Ron, Louise, and Tina stall Ray, ultimately getting rid of him by pointing out that Fig Jam is unstaffed with him gone and a likely target for looters. Gene runs through Wonder Wharf, and despite encountering numerous delicious food attractions, manages to reach Bob. As Gene attempts to apologize for being a screw-up, Bob grabs the black garlic and finishes his burgers in the nick of time. His burger is excellently reviewed by the judges, but Skip's burger ultimately wins.

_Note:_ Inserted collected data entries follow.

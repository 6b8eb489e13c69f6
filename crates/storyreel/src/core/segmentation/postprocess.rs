//! Constraint Enforcement
//!
//! Applied to every mode's output: oversized segments are split evenly, then
//! the smallest adjacent pairs are merged until the count cap holds. When both
//! caps cannot hold at once the count cap wins and a warning says so.

use tracing::debug;

use super::text::{max_words_for_tokens, split_words_evenly};
use super::{SegmentDraft, SegmentationConstraints, SegmentationWarning, WarningKind};

pub(crate) fn enforce_constraints(
    drafts: Vec<SegmentDraft>,
    constraints: &SegmentationConstraints,
    warnings: &mut Vec<SegmentationWarning>,
) -> Vec<SegmentDraft> {
    let split = split_oversized(drafts, constraints, warnings);
    merge_to_cap(split, constraints, warnings)
}

fn split_oversized(
    drafts: Vec<SegmentDraft>,
    constraints: &SegmentationConstraints,
    warnings: &mut Vec<SegmentationWarning>,
) -> Vec<SegmentDraft> {
    let max_words = max_words_for_tokens(constraints.max_tokens_per_segment);
    let mut out = Vec::with_capacity(drafts.len());

    for (index, draft) in drafts.into_iter().enumerate() {
        if draft.words() == 0 {
            continue;
        }
        if draft.tokens() <= constraints.max_tokens_per_segment {
            out.push(draft);
            continue;
        }

        let words: Vec<&str> = draft.text.split_whitespace().collect();
        let parts = words.len().div_ceil(max_words);
        let chunks = split_words_evenly(&words, parts);
        warnings.push(
            SegmentationWarning::new(
                WarningKind::SegmentSplit,
                format!(
                    "segment of {} tokens split into {} parts",
                    draft.tokens(),
                    chunks.len()
                ),
            )
            .at(index),
        );

        out.extend(
            chunks
                .into_iter()
                .map(|chunk| SegmentDraft::estimated(chunk, constraints.max_duration)),
        );
    }

    out
}

fn merge_to_cap(
    mut drafts: Vec<SegmentDraft>,
    constraints: &SegmentationConstraints,
    warnings: &mut Vec<SegmentationWarning>,
) -> Vec<SegmentDraft> {
    let cap = constraints.max_segments.max(1);
    if drafts.len() <= cap {
        return drafts;
    }

    let original = drafts.len();
    while drafts.len() > cap {
        let mut best = 0;
        let mut best_words = usize::MAX;
        for i in 0..drafts.len() - 1 {
            let combined = drafts[i].words() + drafts[i + 1].words();
            if combined < best_words {
                best_words = combined;
                best = i;
            }
        }

        let right = drafts.remove(best + 1);
        let left = &mut drafts[best];
        left.text = format!("{} {}", left.text, right.text);
        left.duration = (left.duration + right.duration).min(constraints.max_duration.max(1.0));
    }

    debug!("Merged {} segments down to {}", original, drafts.len());
    warnings.push(SegmentationWarning::new(
        WarningKind::SegmentsMerged,
        format!("merged {} segments down to the limit of {}", original, cap),
    ));

    let oversized = drafts
        .iter()
        .filter(|d| d.tokens() > constraints.max_tokens_per_segment)
        .count();
    if oversized > 0 {
        warnings.push(SegmentationWarning::new(
            WarningKind::ConstraintsUnsatisfiable,
            format!(
                "{} segments exceed {} tokens; the segment limit of {} takes precedence",
                oversized, constraints.max_tokens_per_segment, cap
            ),
        ));
    }

    drafts
}

#[cfg(test)]
mod tests {
    use super::*;

    fn constraints(max_segments: usize, max_tokens: usize) -> SegmentationConstraints {
        SegmentationConstraints {
            max_segments,
            max_tokens_per_segment: max_tokens,
            target_duration: 5.0,
            max_duration: 10.0,
        }
    }

    fn draft(words: usize) -> SegmentDraft {
        SegmentDraft::estimated(vec!["w"; words].join(" "), 10.0)
    }

    #[test]
    fn test_within_limits_is_untouched() {
        let mut warnings = Vec::new();
        let drafts = vec![draft(10), draft(12)];
        let out = enforce_constraints(drafts.clone(), &constraints(5, 100), &mut warnings);
        assert_eq!(out, drafts);
        assert!(warnings.is_empty());
    }

    #[test]
    fn test_oversized_segment_is_split_evenly() {
        let mut warnings = Vec::new();
        // 40 tokens cap -> 30 words per part; 70 words -> 3 parts.
        let out = enforce_constraints(vec![draft(70)], &constraints(10, 40), &mut warnings);
        let sizes: Vec<usize> = out.iter().map(|d| d.words()).collect();
        assert_eq!(sizes, vec![24, 23, 23]);
        assert!(out.iter().all(|d| d.tokens() <= 40));
        assert_eq!(warnings[0].kind, WarningKind::SegmentSplit);
        assert_eq!(warnings[0].segment_index, Some(0));
    }

    #[test]
    fn test_smallest_adjacent_pair_merged_first() {
        let mut warnings = Vec::new();
        let drafts = vec![draft(10), draft(2), draft(3), draft(9)];
        let out = enforce_constraints(drafts, &constraints(3, 100), &mut warnings);
        let sizes: Vec<usize> = out.iter().map(|d| d.words()).collect();
        assert_eq!(sizes, vec![10, 5, 9]);
        assert_eq!(warnings.len(), 1);
        assert_eq!(warnings[0].kind, WarningKind::SegmentsMerged);
    }

    #[test]
    fn test_count_cap_wins_over_token_cap() {
        let mut warnings = Vec::new();
        let drafts = vec![draft(20), draft(20), draft(20)];
        let out = enforce_constraints(drafts, &constraints(1, 30), &mut warnings);
        assert_eq!(out.len(), 1);
        assert_eq!(out[0].words(), 60);
        assert!(warnings
            .iter()
            .any(|w| w.kind == WarningKind::ConstraintsUnsatisfiable));
    }

    #[test]
    fn test_empty_drafts_dropped() {
        let mut warnings = Vec::new();
        let drafts = vec![
            SegmentDraft {
                text: "  ".to_string(),
                duration: 1.0,
            },
            draft(4),
        ];
        let out = enforce_constraints(drafts, &constraints(5, 100), &mut warnings);
        assert_eq!(out.len(), 1);
    }
}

Walking home, Bob decides he is proud of what they all accomplished even though he lost, and tells Gene that despite sometimes getting distracted, he loves Gene for who he is and appreciates how hard he worked today. The family arrives to find a line of eager customers at their restaurant, including Skip, who all want to try Bob's black garlic burger. Bob asks Gene if he wants to help him fire up the grill, but Gene decides to take the day off and finally enjoy the Wonder Wharf food spectacles.

==Reception==
Alasdair Wilkins of The A.V. Club gave the episode a B+, stating that the show could face difficulty creating a good story for Gene, and managed to do so quite well: "Bob’s Burgers has long struggled to know quite what to do with Gene as a character—he’s an asset as a ready source of one-liners and farts, but that isn’t quite the same thing as emotional depth—but “Best Burger” unexpectedly pulls out one hell of a story for the Belcher boy, as he faces up to just how much of a colossal screw-up he is and strives to get things right, just this once...Gene and Bob’s story strikes just the right balance between being funny and being poignant; about the worst you can say about it is that 'Best Burger' takes a little while to wind its way to that specific story." Robert Ham of Paste gave the episode a 9.1 out of 10, praising the episode delivering a true victory for The Belchers, compared to the half-victories they usually encounter: "Bob doesn’t win the titular contest for Best Burger, but what does come out of his efforts is a little bit of personal growth and a way to express his affection for his strange and easily distracted son Gene."

The episode received a 1.0 rating and was watched by a total of 2.23 million people. This made it the fourth most watched show on Fox that night, losing to Brooklyn Nine-Nine, Family Guy, and The Simpsons.